Sunday, March 14, 2010
Girl, With No Life to Interrupt
I started the behavioral partial program at McLean Hospital about a week ago. It's actually kind of cool being there, in a weird way; the buildings are so beautiful and historic, and it's where Sylvia Plath and Susanna Kaysen (of Girl, Interrupted) were hospitalized.
It took a bunch of meetings before they would accept me, as they were worried about my low intake and whether I would be medically stable and get enough out of the program. But after a medical exam the doctor deemed me stable enough, so they let me give it a try. It's been okay so far. Mostly it's a place to go where I have structure and feel safe. But I can't really say it's been helpful. It's like, there are no emotions involved in groups at all. It's kind of freaky. Everyone actually refers to groups as classes. A psychologist stands at the front and writes on the white board; practically everyone takes notes. Words are defined. Diagrams are made. They're huge on "scheduling," planning out your time. One of the groups is called Positive Events Scheduling. Does it get anymore emotionless? It's like, do this, this, and this. Nevermind if you're too depressed to do anything. Just remember MEDS: medication, exercise, diet, sleep. Instant prescription for mental health. As if you can rationalize and schedule yourself out of trauma and suicidal ideation, as if everyone's "illness" is the same. They are very heavy on the disease model of mental illness, which I don't agree with and find very unempowering.

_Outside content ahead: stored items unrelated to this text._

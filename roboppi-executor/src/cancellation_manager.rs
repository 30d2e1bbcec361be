//! Cancellation manager: maps permit id to cancellation handle and job id
//! (spec.md §4.11).

use dashmap::DashMap;
use roboppi_common::{CancelHandle, CancelReason, JobId, PermitId};

struct Controller {
    cancel: CancelHandle,
    job_id: Option<JobId>,
}

pub struct CancellationManager {
    controllers: DashMap<PermitId, Controller>,
}

impl Default for CancellationManager {
    fn default() -> Self {
        Self::new()
    }
}

impl CancellationManager {
    pub fn new() -> Self {
        Self {
            controllers: DashMap::new(),
        }
    }

    pub fn create_controller(&self, permit_id: PermitId, job_id: Option<JobId>) -> CancelHandle {
        let cancel = CancelHandle::new();
        self.controllers.insert(
            permit_id,
            Controller {
                cancel: cancel.clone(),
                job_id,
            },
        );
        cancel
    }

    pub fn cancel(&self, permit_id: PermitId, reason: CancelReason) {
        if let Some(entry) = self.controllers.get(&permit_id) {
            entry.cancel.fire(reason);
        }
    }

    /// Fans out to every permit registered under `job_id`.
    pub fn cancel_by_job_id(&self, job_id: JobId, reason: CancelReason) {
        for entry in self.controllers.iter() {
            if entry.value().job_id == Some(job_id) {
                entry.value().cancel.fire(reason.clone());
            }
        }
    }

    pub fn is_aborted(&self, permit_id: PermitId) -> bool {
        self.controllers
            .get(&permit_id)
            .map(|c| c.cancel.is_aborted())
            .unwrap_or(false)
    }

    pub fn remove_controller(&self, permit_id: PermitId) {
        self.controllers.remove(&permit_id);
    }
}

#[cfg(test)]
mod tests {
    #![allow(clippy::unwrap_used)]
    use super::*;

    #[test]
    fn cancel_by_permit_id_fires_handle() {
        let mgr = CancellationManager::new();
        let permit_id = PermitId::new();
        let handle = mgr.create_controller(permit_id, None);
        mgr.cancel(permit_id, CancelReason::User);
        assert!(handle.is_aborted());
        assert!(mgr.is_aborted(permit_id));
    }

    #[test]
    fn cancel_by_job_id_fans_out() {
        let mgr = CancellationManager::new();
        let job_id = JobId::new();
        let p1 = PermitId::new();
        let p2 = PermitId::new();
        let h1 = mgr.create_controller(p1, Some(job_id));
        let h2 = mgr.create_controller(p2, Some(job_id));
        let other = mgr.create_controller(PermitId::new(), None);

        mgr.cancel_by_job_id(job_id, CancelReason::Deadline);

        assert!(h1.is_aborted());
        assert!(h2.is_aborted());
        assert!(!other.is_aborted());
    }

    #[test]
    fn remove_controller_drops_tracking() {
        let mgr = CancellationManager::new();
        let permit_id = PermitId::new();
        mgr.create_controller(permit_id, None);
        mgr.remove_controller(permit_id);
        assert!(!mgr.is_aborted(permit_id));
    }
}
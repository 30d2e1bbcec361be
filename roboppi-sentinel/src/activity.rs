//! Per-step activity tracking (spec.md §4.12's no-output watcher): three
//! timestamps — last worker output, last phase transition, last state
//! update — plus a flag for "no worker event has ever been observed",
//! which distinguishes batch-mode workers that emit nothing until
//! completion from a genuinely stalled streaming worker.

use parking_lot::Mutex;
use roboppi_common::workflow::NoOutputSource;
use std::sync::atomic::{AtomicBool, Ordering};
use std::time::Instant;

pub struct ActivityTracker {
    started_at: Instant,
    last_worker_output: Mutex<Instant>,
    last_phase_transition: Mutex<Instant>,
    last_state_update: Mutex<Instant>,
    ever_observed_worker_output: AtomicBool,
}

impl ActivityTracker {
    pub fn new() -> Self {
        let now = Instant::now();
        Self {
            started_at: now,
            last_worker_output: Mutex::new(now),
            last_phase_transition: Mutex::new(now),
            last_state_update: Mutex::new(now),
            ever_observed_worker_output: AtomicBool::new(false),
        }
    }

    pub fn mark_worker_output(&self) {
        *self.last_worker_output.lock() = Instant::now();
        self.ever_observed_worker_output.store(true, Ordering::SeqCst);
    }

    pub fn mark_phase_transition(&self) {
        *self.last_phase_transition.lock() = Instant::now();
    }

    pub fn mark_state_update(&self) {
        *self.last_state_update.lock() = Instant::now();
    }

    pub fn has_observed_worker_output(&self) -> bool {
        self.ever_observed_worker_output.load(Ordering::SeqCst)
    }

    /// The reference timestamp a given `NoOutputSource` should measure
    /// elapsed time from (spec.md §4.12).
    pub fn reference(&self, source: NoOutputSource) -> Instant {
        match source {
            NoOutputSource::WorkerEvent => *self.last_worker_output.lock(),
            NoOutputSource::AnyEvent => {
                let candidates = [
                    *self.last_worker_output.lock(),
                    *self.last_phase_transition.lock(),
                    *self.last_state_update.lock(),
                ];
                candidates.into_iter().max().unwrap_or(self.started_at)
            }
            // `ProbeOnly` never uses the no-output watcher's reference
            // timestamp at all (its trigger is the no-progress probe
            // instead) — fall back to start time so a caller that checks
            // it anyway sees the full elapsed wall time.
            NoOutputSource::ProbeOnly => self.started_at,
        }
    }
}

impl Default for ActivityTracker {
    fn default() -> Self {
        Self::new()
    }
}

#[cfg(test)]
mod tests {
    use super::*;
    use std::time::Duration;

    #[test]
    fn worker_event_reference_tracks_last_output() {
        let tracker = ActivityTracker::new();
        assert!(!tracker.has_observed_worker_output());
        std::thread::sleep(Duration::from_millis(5));
        tracker.mark_worker_output();
        assert!(tracker.has_observed_worker_output());
        let elapsed = tracker.reference(NoOutputSource::WorkerEvent).elapsed();
        assert!(elapsed < Duration::from_millis(50));
    }

    #[test]
    fn any_event_reference_takes_the_most_recent() {
        let tracker = ActivityTracker::new();
        std::thread::sleep(Duration::from_millis(5));
        tracker.mark_phase_transition();
        let ref_ts = tracker.reference(NoOutputSource::AnyEvent);
        assert!(ref_ts.elapsed() < Duration::from_millis(50));
    }
}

I'm on the mood disorder and Borderline personality disorder "track," which determines the groups I go to each day. They are mostly DBT and CBT-based, which are more basic, condescending versions of the psych classes I've taken, and I find them extremely frustrating. As if it were as simple as learning the triangle of emotions-thoughts-behaviors. There is one cool group called "Self Group," which focuses on feelings of emptiness and lack of self that go along with BPD. I also meet with my case manager and a skills therapist a couple times a week. I just wish there were more support groups, and chances to actually talk about feelings and experiences.
Tomorrow may be my last day, unless insurance decides to be extremely generous and grant me a few more days. Not going to get my hopes up on that one. I will miss the routine of the program, though. The 1/2 mile walk from the bus stop to the hospital was a good way to start off the day. It was peaceful, and a chance to listen to my Ipod or just think. The last couple days were raining, and I ended up taking the shuttle. That experience is pretty entertaining in itself. I had to observe a few times before I knew what to do, as the whole process is kind of secretive. A big, white, van shows up every 15 or so minutes, and it doesn't say anything on the sides, presumably to save everyone the shame of riding in the crazy shuttle. It doesn't pull up to the bus stop, but goes through the parking lot, and suddenly everyone hiding shamefully in the bushes hurries over and crams in. Unlike most hospitals that house psych wards amidst medical floors, McLean is just a mental hospital. The first day there I had to take a cab, and I think the driver felt sorry for me as he refused to accept the tip! Ah, the benefits of being mentally ill. Pity and free cab rides.